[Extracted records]
■ ■ ■ ■
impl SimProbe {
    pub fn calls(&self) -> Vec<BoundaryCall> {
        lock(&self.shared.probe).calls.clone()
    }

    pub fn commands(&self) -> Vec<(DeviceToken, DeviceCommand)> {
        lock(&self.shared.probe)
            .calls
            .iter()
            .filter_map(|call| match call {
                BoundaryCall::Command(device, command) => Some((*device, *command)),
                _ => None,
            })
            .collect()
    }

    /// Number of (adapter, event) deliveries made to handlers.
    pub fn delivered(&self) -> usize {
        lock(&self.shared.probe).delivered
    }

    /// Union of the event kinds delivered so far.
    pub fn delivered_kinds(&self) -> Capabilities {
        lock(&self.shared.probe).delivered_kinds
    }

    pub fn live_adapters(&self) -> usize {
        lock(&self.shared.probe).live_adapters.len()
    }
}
■ ■ ■ ■
- _DESCRIPTION OF THE TASK_:
Starting at the line that contains "pub fn live_adapters(&self)", write out every line to the end of the entries, exactly as given.

- _EXERCISE OUTPUT_:
    pub fn live_adapters(&self) -> usize {
        lock(&self.shared.probe).live_adapters.len()
    }
}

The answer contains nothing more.